Vanguard’s LifeStrategy range is made up of five funds. Each of these differ in the proportion of equities and bonds they hold. So, the LifeStrategy 100% Equity fund invests 100% in stocks. The majority of these are from developed markets, such as the US and UK. 

However, the LifeStrategy 80% Equity fund — which I personally hold — only invests 80% in stocks. The remaining 20% goes into bonds. The LifeStrategy 60% Equity and LifeStrategy 40% Equity therefore offer an increasingly cautious mix. 

If I were very risk-averse, I could opt for the LifeStrategy 20% Equity fund (20/80 equity/bond split). 

Some advantages…

There’s are many reasons why the Vanguard LifeStrategy range has accrued £29bn of investors’ capital over the last 10 years.

#1. Instant diversification. With a few mouse clicks, these passive funds allow me to spread my cash around a massive number of stocks and bonds. Trying to do this any other way would be pretty impractical and expensive.

#2. Low fees. It costs far less to manage a passive fund compared to one run by a human money manager. This allows Vanguard to set its LifeStrategy fees at just 0.22%. Keeping costs low can have a huge impact on returns over time.

#3. Fuss-free. Checking in to my portfolio sporadically is vital if I’m to reach my financial goals. However, the Vanguard LifeStrategy funds require no maintenance. Rebalancing is done automatically. This ensures the equity/bond weighting is maintained. 

#4. Great performance (so far). Since launching in 2011, the funds have beaten a good proportion of their active counterparts. The LifeStrategy 80%, for example, has climbed 150% in value. 

Some drawbacks…

#1. Can’t beat the market. By its very nature, an investment product designed to track market returns will never beat it. As such, a Vanguard LifeStrategy fund will not radically grow my wealth in double-quick time. There’s also no guarantee the performance to date will be repeated.

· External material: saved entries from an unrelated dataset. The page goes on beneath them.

use crate::build::compile_to_ir;
use crate::ErrorType;

fn compile(program: &str) -> String {
    let (ir, _) = compile_to_ir(program).expect("program should compile");
    ir
}

#[test]
fn array_literals_store_as_constant_aggregates() {
    let ir = compile("[var (a !array<!int,3>) (array 1 2 3)]");

    assert!(ir.contains("alloca [3 x i64]"));
    assert!(ir.contains("store [3 x i64] [i64 1, i64 2, i64 3]"));
}

#[test]
fn array_elements_must_be_constants() {
    let err = compile_to_ir("[var x 1] [var (a !array<!int,2>) (array x 2)]").unwrap_err();
    assert!(err.msg.contains("compile-time constants"));
}

#[test]
fn array_elements_must_share_a_type() {
    let err = compile_to_ir("[var (a !array<!int,2>) (array 1 2.5)]").unwrap_err();
    assert_eq!(err.error_type, ErrorType::Type);
}

#[test]
fn array_length_mismatch_is_fatal() {
    let err = compile_to_ir("[var (a !array<!int,3>) (array 1 2)]").unwrap_err();
    assert_eq!(err.error_type, ErrorType::Type);
}

#[test]
fn index_loads_through_an_element_pointer() {
    let ir = compile("[var (a !array<!int,3>) (array 1 2 3)] [fprint \"%d\" (index a 1)]");

    assert!(ir.contains("getelementptr inbounds [3 x i64]"));
    assert!(ir.contains("i64 0, i64 1"));
    assert!(ir.contains("load i64"));
}

#[test]
fn set_index_stores_the_cast_element() {
    let ir = compile("[var (a !array<!int,3>) (array 1 2 3)] [set (index a 0) 9]");

    assert!(ir.contains("getelementptr inbounds [3 x i64]"));
    assert!(ir.contains("store i64 9"));
}

#[test]
fn indexing_a_scalar_is_fatal() {
    let err = compile_to_ir("[var x 1] [index x 0]").unwrap_err();
    assert_eq!(err.error_type, ErrorType::Type);
    assert!(err.msg.contains("not an array"));
}

#[test]
fn index_must_be_an_integer() {
    let err =
        compile_to_ir("[var (a !array<!int,2>) (array 1 2)] [index a 1.5]").unwrap_err();
    assert_eq!(err.error_type, ErrorType::Type);
}

#[test]
fn sizeof_is_a_constant() {
    let ir = compile("[fprint \"%d\" (sizeof !int32)]");
    assert!(ir.contains("i64 4"));

    let ir = compile("[fprint \"%d\" (sizeof !array<!int,3>)]");
    assert!(ir.contains("i64 24"));
}

#[test]
fn heap_intrinsics_declare_the_allocator_lazily() {
    let without = compile("42");
    assert!(!without.contains("@malloc"));
    assert!(!without.contains("@free"));

    let with = compile("[var p (mem-alloc 8)] [mem-free p]");
    assert!(with.contains("declare ptr @malloc(i64)"));
    assert!(with.contains("declare void @free(ptr)"));
    assert!(with.contains("call ptr @malloc(i64 8)"));
    assert!(with.contains("call void @free(ptr"));
}

#[test]
fn mem_read_and_write_are_typed_accesses() {
    let ir = compile("[var p (mem-alloc 8)] [mem-write p 1000000] [fprint \"%d\" (mem-read p !int)]");

    assert!(ir.contains("store i32 1000000"));
    assert!(ir.contains("load i64, ptr"));
}

#[test]
fn mem_ptr_returns_the_variable_storage() {
    let ir = compile("[var x 1] [var p (mem-ptr x)]");

    // The slot's own alloca is stored into p without a load in between
    assert!(ir.contains("store ptr %t0"));
}

#[test]
fn byte_accessors_are_eight_bit() {
    let ir = compile("[var p (mem-alloc 4)] [byte-write p 65] [fprint \"%d\" (byte-read p)]");

    assert!(ir.contains("store i8 65"));
    assert!(ir.contains("load i8, ptr"));
}

#[test]
fn mem_free_requires_a_pointer() {
    let err = compile_to_ir("[mem-free 5]").unwrap_err();
    assert_eq!(err.error_type, ErrorType::Type);
}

#2. Too diversified. As Warren Buffett said, diversification “makes little sense if you know what you’re doing.” Those with a tolerance for risk may do better by being more concentrated in only a few (brilliant) stocks. Passive investing means I’m compelled to own market dogs as well as stars.

#3. No small-cap focus. The LifeStrategy funds only hold stocks from the biggest firms in the world. Therefore, I’d need to find another way of getting exposure to smaller, faster-growing companies. Historically, these have delivered greater gains over the very long term.

#4. Inflation. Bonds tend to be negatively correlated with stocks. Holding them is therefore seen as a way of reducing risk. However, inflation is problematic for fixed assets. This could mean those funds with higher bond weightings could struggle going forward.

What I’m doing

I’m happy to keep a Vanguard LifeStrategy fund as a core holding in my portfolio. Even so, I enjoy trying to generate an even better return through my own stock-picking. Whether this actually happens is another thing entirely!

That said, a single fund portfolio like this would probably be ideal if I didn’t have the time, energy, or inclination to follow the stock market’s inevitable twists and turns.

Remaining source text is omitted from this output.